BEGIN

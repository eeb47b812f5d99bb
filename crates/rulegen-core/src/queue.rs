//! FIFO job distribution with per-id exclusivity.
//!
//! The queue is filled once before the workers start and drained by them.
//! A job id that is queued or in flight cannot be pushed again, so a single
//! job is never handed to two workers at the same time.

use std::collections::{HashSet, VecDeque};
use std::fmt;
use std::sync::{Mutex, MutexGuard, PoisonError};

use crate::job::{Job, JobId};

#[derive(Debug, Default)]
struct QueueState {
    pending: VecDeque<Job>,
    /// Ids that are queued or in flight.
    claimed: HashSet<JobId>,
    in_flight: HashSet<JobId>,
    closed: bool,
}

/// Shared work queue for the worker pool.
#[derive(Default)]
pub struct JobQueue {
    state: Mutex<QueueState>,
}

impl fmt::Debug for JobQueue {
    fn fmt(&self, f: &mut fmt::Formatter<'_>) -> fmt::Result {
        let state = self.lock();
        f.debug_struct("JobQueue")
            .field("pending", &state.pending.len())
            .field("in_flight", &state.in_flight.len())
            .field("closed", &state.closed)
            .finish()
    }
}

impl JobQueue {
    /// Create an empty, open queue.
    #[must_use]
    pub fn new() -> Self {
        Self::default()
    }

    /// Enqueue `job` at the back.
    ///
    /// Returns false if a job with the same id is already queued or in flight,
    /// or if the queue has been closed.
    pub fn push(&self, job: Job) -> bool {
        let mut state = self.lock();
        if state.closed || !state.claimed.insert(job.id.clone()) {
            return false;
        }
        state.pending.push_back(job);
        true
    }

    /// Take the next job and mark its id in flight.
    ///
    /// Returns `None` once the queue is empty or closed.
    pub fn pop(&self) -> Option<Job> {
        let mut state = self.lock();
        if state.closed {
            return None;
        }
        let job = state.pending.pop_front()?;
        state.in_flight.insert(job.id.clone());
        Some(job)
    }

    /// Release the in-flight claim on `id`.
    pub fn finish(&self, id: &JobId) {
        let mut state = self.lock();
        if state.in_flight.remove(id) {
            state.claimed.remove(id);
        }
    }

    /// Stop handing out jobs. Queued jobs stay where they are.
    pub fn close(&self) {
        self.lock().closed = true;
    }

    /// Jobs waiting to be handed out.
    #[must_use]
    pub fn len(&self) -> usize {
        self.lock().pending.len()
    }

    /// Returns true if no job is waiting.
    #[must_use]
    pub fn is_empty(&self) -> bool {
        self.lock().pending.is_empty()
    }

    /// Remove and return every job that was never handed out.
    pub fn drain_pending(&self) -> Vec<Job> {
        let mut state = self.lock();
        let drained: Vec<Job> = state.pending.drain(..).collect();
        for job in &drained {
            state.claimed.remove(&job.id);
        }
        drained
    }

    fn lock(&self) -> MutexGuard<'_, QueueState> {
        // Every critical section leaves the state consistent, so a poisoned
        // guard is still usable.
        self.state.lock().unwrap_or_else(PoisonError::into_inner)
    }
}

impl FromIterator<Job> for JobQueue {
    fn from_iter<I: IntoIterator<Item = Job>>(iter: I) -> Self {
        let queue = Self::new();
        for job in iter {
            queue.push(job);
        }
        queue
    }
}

END
BEGIN

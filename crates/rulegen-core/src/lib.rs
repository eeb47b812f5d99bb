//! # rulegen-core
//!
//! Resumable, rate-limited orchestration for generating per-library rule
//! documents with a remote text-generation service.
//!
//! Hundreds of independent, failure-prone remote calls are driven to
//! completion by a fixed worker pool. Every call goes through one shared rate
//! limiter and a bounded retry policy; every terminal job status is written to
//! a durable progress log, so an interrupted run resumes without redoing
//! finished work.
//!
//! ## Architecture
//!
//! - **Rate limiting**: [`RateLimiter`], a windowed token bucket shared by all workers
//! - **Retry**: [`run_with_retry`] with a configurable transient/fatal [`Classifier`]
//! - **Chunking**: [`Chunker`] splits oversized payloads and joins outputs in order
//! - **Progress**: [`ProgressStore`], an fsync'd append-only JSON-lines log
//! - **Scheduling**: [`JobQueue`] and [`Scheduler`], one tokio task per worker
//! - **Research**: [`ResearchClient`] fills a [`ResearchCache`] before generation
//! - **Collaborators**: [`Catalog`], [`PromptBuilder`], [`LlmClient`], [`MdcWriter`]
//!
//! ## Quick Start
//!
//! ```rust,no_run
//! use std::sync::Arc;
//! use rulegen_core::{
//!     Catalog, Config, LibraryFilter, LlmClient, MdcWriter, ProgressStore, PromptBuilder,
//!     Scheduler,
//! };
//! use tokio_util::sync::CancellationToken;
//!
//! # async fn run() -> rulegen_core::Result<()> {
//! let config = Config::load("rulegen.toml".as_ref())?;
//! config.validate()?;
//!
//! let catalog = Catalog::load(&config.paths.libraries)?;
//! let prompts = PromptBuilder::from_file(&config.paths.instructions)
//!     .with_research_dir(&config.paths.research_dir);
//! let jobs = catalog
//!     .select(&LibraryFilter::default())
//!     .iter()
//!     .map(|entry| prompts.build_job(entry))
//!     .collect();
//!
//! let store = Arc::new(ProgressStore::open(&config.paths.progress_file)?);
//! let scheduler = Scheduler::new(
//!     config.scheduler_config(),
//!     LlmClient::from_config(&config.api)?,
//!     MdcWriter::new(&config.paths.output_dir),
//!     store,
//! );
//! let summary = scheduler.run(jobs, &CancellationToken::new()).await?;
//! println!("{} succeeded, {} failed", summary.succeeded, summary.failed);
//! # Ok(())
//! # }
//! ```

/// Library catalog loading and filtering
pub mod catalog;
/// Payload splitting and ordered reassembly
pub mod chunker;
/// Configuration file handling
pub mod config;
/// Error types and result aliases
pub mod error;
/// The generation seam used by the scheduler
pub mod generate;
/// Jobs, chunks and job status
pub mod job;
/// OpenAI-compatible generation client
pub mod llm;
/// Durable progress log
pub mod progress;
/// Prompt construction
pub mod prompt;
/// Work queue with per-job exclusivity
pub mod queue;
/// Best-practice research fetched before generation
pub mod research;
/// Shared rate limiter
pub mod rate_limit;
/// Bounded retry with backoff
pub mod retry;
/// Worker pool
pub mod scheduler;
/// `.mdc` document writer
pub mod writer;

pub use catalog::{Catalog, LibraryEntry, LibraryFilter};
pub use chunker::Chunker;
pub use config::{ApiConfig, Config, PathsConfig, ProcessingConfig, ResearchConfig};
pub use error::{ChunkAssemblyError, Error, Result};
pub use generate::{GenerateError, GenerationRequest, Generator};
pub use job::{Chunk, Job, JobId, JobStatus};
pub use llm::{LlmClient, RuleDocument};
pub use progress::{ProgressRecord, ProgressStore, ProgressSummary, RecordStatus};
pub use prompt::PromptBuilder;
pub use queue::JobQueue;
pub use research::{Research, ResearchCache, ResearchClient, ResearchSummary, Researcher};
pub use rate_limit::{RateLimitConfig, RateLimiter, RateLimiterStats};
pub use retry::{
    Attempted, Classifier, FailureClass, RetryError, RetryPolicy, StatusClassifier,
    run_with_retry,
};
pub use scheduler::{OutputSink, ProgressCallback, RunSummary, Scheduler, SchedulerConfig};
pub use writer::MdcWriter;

END

> [Task] Within the listing above, give again exactly every line from the line with "empty, open queue." through the line with "state.claimed.remove(&job.id);", both included, and no other line.

> [Output]
    /// Create an empty, open queue.
    #[must_use]
    pub fn new() -> Self {
        Self::default()
    }

    /// Enqueue `job` at the back.
    ///
    /// Returns false if a job with the same id is already queued or in flight,
    /// or if the queue has been closed.
    pub fn push(&self, job: Job) -> bool {
        let mut state = self.lock();
        if state.closed || !state.claimed.insert(job.id.clone()) {
            return false;
        }
        state.pending.push_back(job);
        true
    }

    /// Take the next job and mark its id in flight.
    ///
    /// Returns `None` once the queue is empty or closed.
    pub fn pop(&self) -> Option<Job> {
        let mut state = self.lock();
        if state.closed {
            return None;
        }
        let job = state.pending.pop_front()?;
        state.in_flight.insert(job.id.clone());
        Some(job)
    }

    /// Release the in-flight claim on `id`.
    pub fn finish(&self, id: &JobId) {
        let mut state = self.lock();
        if state.in_flight.remove(id) {
            state.claimed.remove(id);
        }
    }

    /// Stop handing out jobs. Queued jobs stay where they are.
    pub fn close(&self) {
        self.lock().closed = true;
    }

    /// Jobs waiting to be handed out.
    #[must_use]
    pub fn len(&self) -> usize {
        self.lock().pending.len()
    }

    /// Returns true if no job is waiting.
    #[must_use]
    pub fn is_empty(&self) -> bool {
        self.lock().pending.is_empty()
    }

    /// Remove and return every job that was never handed out.
    pub fn drain_pending(&self) -> Vec<Job> {
        let mut state = self.lock();
        let drained: Vec<Job> = state.pending.drain(..).collect();
        for job in &drained {
            state.claimed.remove(&job.id);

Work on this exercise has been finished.